══ EXTRACTED DATA

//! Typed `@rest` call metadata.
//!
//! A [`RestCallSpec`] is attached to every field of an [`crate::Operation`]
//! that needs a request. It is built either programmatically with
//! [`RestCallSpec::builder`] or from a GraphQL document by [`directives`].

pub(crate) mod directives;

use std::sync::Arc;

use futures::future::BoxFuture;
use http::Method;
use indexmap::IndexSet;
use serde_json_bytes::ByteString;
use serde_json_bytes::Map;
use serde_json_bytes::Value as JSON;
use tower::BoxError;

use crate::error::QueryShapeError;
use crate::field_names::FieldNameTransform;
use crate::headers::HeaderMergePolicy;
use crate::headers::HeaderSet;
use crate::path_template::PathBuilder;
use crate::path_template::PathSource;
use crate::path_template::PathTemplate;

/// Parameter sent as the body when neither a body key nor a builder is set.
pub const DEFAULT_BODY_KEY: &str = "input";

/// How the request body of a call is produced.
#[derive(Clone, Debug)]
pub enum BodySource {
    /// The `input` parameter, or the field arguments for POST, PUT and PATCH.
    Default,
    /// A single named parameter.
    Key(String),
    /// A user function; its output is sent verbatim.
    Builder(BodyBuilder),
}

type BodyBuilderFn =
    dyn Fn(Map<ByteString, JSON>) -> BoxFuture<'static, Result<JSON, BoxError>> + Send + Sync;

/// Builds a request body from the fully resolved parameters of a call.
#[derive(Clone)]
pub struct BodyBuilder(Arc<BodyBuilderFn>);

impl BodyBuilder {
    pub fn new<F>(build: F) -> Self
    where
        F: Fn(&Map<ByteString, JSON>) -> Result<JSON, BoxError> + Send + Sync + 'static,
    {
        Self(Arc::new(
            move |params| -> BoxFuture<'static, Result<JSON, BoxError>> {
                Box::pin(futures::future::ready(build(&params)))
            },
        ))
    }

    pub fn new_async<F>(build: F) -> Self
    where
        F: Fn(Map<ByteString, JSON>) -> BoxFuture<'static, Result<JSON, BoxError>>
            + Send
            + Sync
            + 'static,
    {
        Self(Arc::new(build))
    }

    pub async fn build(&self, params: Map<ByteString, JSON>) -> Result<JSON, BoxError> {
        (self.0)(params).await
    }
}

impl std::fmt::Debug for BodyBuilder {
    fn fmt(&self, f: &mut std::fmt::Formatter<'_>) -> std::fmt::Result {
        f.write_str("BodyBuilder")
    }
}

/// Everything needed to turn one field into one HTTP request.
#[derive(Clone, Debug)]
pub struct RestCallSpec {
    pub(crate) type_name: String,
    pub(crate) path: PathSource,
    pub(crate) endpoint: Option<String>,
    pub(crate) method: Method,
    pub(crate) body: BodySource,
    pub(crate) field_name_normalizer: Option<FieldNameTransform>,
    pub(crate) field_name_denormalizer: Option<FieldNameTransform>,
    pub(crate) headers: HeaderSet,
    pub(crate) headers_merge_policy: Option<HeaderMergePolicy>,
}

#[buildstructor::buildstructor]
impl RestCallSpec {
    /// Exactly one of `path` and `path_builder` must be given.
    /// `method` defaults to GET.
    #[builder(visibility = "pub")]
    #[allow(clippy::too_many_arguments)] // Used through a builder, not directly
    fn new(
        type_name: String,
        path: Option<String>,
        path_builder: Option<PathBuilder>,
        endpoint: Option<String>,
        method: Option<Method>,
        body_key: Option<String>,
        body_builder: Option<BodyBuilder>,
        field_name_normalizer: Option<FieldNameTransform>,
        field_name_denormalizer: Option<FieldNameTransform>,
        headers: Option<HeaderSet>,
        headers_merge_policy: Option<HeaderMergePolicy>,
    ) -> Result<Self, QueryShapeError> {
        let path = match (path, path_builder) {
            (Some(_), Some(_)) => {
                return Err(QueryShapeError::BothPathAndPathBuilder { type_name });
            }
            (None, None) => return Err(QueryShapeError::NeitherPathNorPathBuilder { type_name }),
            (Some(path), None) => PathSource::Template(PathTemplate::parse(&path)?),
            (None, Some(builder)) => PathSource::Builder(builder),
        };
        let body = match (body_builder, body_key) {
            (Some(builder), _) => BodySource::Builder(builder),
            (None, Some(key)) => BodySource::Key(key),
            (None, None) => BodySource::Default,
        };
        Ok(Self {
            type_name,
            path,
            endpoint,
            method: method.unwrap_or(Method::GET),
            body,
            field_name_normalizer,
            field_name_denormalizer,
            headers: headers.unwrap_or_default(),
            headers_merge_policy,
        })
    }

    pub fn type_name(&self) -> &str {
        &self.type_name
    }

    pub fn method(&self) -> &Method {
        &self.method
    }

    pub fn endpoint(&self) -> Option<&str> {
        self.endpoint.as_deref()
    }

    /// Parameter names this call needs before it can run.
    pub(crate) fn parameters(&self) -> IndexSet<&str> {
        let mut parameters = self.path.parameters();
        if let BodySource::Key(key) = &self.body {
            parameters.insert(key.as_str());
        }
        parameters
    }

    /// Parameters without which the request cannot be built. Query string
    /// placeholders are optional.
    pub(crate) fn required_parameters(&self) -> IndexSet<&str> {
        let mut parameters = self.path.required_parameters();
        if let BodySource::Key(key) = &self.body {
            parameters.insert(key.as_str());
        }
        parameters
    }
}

════
══ EXTRACTED DATA

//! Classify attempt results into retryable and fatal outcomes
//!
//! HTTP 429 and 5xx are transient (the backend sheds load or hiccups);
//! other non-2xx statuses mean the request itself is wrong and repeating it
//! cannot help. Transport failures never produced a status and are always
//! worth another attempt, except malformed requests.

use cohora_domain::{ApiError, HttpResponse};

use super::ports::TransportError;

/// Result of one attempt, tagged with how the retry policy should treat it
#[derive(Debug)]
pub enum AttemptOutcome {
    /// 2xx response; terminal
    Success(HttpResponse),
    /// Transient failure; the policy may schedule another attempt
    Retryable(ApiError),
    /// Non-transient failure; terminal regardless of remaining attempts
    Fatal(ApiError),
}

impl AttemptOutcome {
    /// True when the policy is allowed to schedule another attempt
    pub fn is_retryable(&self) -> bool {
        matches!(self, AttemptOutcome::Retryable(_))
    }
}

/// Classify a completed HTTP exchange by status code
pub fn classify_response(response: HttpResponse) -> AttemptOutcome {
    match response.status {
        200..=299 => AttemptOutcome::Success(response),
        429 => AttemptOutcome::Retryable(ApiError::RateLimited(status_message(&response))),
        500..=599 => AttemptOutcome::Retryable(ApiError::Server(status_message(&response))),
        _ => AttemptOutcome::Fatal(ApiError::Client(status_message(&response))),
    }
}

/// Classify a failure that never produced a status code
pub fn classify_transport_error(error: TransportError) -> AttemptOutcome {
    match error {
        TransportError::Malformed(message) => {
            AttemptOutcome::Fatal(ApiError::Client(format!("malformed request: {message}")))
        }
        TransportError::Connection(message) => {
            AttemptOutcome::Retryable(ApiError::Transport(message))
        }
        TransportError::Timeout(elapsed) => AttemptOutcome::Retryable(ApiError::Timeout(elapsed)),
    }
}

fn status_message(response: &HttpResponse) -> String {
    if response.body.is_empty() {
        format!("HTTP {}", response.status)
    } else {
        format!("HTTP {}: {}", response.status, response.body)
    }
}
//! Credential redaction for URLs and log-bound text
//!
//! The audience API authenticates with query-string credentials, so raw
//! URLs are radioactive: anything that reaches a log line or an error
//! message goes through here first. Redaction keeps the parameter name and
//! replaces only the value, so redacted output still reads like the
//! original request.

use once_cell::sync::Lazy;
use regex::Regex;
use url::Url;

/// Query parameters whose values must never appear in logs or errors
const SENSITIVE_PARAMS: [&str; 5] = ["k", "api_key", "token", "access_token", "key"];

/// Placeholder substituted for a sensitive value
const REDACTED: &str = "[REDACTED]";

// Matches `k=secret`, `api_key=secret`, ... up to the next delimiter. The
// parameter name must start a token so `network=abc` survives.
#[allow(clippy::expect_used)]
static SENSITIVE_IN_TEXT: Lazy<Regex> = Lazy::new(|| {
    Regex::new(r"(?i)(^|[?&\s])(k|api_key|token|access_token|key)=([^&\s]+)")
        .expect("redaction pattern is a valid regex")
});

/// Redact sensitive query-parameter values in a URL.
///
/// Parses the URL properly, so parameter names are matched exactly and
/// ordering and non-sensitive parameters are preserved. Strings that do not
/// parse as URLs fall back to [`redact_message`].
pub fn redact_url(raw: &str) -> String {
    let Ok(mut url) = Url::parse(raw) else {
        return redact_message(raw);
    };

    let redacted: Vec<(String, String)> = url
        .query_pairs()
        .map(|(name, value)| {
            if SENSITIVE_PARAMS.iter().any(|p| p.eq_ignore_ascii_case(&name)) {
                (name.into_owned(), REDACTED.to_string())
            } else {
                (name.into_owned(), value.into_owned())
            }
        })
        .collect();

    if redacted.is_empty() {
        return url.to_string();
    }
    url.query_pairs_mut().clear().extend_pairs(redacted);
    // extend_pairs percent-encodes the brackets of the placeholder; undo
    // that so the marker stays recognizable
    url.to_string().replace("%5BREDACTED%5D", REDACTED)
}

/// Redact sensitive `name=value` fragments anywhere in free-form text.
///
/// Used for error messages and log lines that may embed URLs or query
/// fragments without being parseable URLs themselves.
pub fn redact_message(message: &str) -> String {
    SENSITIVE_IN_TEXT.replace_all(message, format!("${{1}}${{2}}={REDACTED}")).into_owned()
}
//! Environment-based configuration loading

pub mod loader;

════

- _WHAT NEEDS TO BE DONE_:
Precisely the lines between those holding "let path = match" and "(None, None) => return", inclusive, are to be reproduced from the listing above, with nothing added.

- _SOLUTION FOR THIS TASK_:
        let path = match (path, path_builder) {
            (Some(_), Some(_)) => {
                return Err(QueryShapeError::BothPathAndPathBuilder { type_name });
            }
            (None, None) => return Err(QueryShapeError::NeitherPathNorPathBuilder { type_name }),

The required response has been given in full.